John Cummings: To ask the Secretary of State for Education and Skills how many children are participating in the Sure Start programme in Easington constituency; and how many have done so since the programme commenced. [42702]

Beverley Hughes: One Sure Start children's centre has been designated so far in Easington constituency—Sure Start Peterlee, designated in September 2003. There are two Sure Start local programmes (Seaham, and Hornden and Easington Colliery) and a mini-programme operational, all of which are working towards children's centre status. Together this Sure Start provision is serving approximately 2,500 children under five and their families. Figures for the number of children actually supported by Sure Start since the programme began are not collated centrally.
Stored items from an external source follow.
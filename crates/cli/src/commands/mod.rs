// SPDX-License-Identifier: BUSL-1.1
// Copyright (c) 2026 Alfred Jean LLC

//! CLI command implementations

pub mod jobs;
pub mod list;
pub mod options;
// SPDX-License-Identifier: BUSL-1.1
// Copyright (c) 2026 Alfred Jean LLC

//! Remote fetcher: the Jenkins server as seen by the sync engine.

pub mod api;
pub mod feed;
mod http;

pub use feed::{FeedParser, FeedParserKind, PermissiveFeedParser, StrictFeedParser};
pub use http::{HttpConfig, HttpJenkinsAdapter};

use async_trait::async_trait;
use thiserror::Error;
use yajn_core::TrackedJob;

/// Text stored on a record when a failure carries no description.
pub const UNREACHABLE: &str = "Unreachable";

/// Why a fetch produced no record.
#[derive(Debug, Clone, PartialEq, Eq, Error)]
pub enum FetchError {
    /// Non-OK HTTP response; displays as the status description
    #[error("{}", or_unreachable(.reason))]
    Status { code: u16, reason: String },
    #[error("{}", or_unreachable(.0))]
    Transport(String),
    #[error("{}", or_unreachable(.0))]
    Decode(String),
}

fn or_unreachable(text: &str) -> &str {
    if text.trim().is_empty() {
        UNREACHABLE
    } else {
        text
    }
}

/// Fetches the current state of one tracked URL.
#[async_trait]
pub trait JenkinsAdapter: Clone + Send + Sync + 'static {
    /// Fetch `url` (a job, view, folder or computer) and map it to a record.
    ///
    /// Views come back with their sub-jobs populated and enriched from the
    /// build-history feed. Never retries.
    async fn fetch(&self, url: &str) -> Result<TrackedJob, FetchError>;
}

#[cfg(any(test, feature = "test-support"))]
#[cfg_attr(coverage_nightly, coverage(off))]
mod fake {
    use super::{FetchError, JenkinsAdapter};
    use async_trait::async_trait;
    use parking_lot::Mutex;
    use std::collections::HashMap;
    use std::sync::Arc;
    use std::time::Duration;
    use yajn_core::TrackedJob;

    #[derive(Default)]
    struct FakeJenkinsState {
        responses: HashMap<String, Result<TrackedJob, FetchError>>,
        delays: HashMap<String, Duration>,
        calls: Vec<String>,
    }

    /// Scripted Jenkins server for testing.
    ///
    /// URLs with no scripted response fail with a transport error.
    #[derive(Clone, Default)]
    pub struct FakeJenkinsAdapter {
        inner: Arc<Mutex<FakeJenkinsState>>,
    }

    impl FakeJenkinsAdapter {
        pub fn new() -> Self {
            Self::default()
        }

        /// Serve `job` for `url` from now on.
        pub fn respond(&self, url: &str, job: impl Into<TrackedJob>) {
            self.inner.lock().responses.insert(url.to_string(), Ok(job.into()));
        }

        /// Fail every fetch of `url` with `error` from now on.
        pub fn fail(&self, url: &str, error: FetchError) {
            self.inner.lock().responses.insert(url.to_string(), Err(error));
        }

        /// Delay responses for `url`; pairs with a paused tokio clock.
        pub fn delay(&self, url: &str, delay: Duration) {
            self.inner.lock().delays.insert(url.to_string(), delay);
        }

        /// URLs fetched so far, in call order.
        pub fn calls(&self) -> Vec<String> {
            self.inner.lock().calls.clone()
        }

        pub fn call_count(&self, url: &str) -> usize {
            self.inner.lock().calls.iter().filter(|c| c.as_str() == url).count()
        }
    }

    #[async_trait]
    impl JenkinsAdapter for FakeJenkinsAdapter {
        async fn fetch(&self, url: &str) -> Result<TrackedJob, FetchError> {
            let delay = {
                let mut inner = self.inner.lock();
                inner.calls.push(url.to_string());
                inner.delays.get(url).copied()
            };
            if let Some(delay) = delay {
                tokio::time::sleep(delay).await;
            }
            self.inner
                .lock()
                .responses
                .get(url)
                .cloned()
                .unwrap_or_else(|| Err(FetchError::Transport(String::new())))
        }
    }
}

#[cfg(any(test, feature = "test-support"))]
pub use fake::FakeJenkinsAdapter;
However there are a total of 10 children's centres planned for this constituency by March 2008. By March 2010 all children under five in the area will have access to a range of high quality integrated services.

Mr. Paul Goodman: To ask the Secretary of State for Education and Skills what assessment she has (a) made and (b) plans to make of the effectiveness of (i) Sure Start and (ii) Mini Sure Start; and if she will make a statement. [43841]

Beverley Hughes: There is a comprehensive national level evaluation of Sure Start local programmes in place which began in January 2001, which will run until 2008. It examines the implementation, cost-effectiveness and impact of Sure Start on children, families and communities, in the short, medium and long term. There have been 14 reports published to date.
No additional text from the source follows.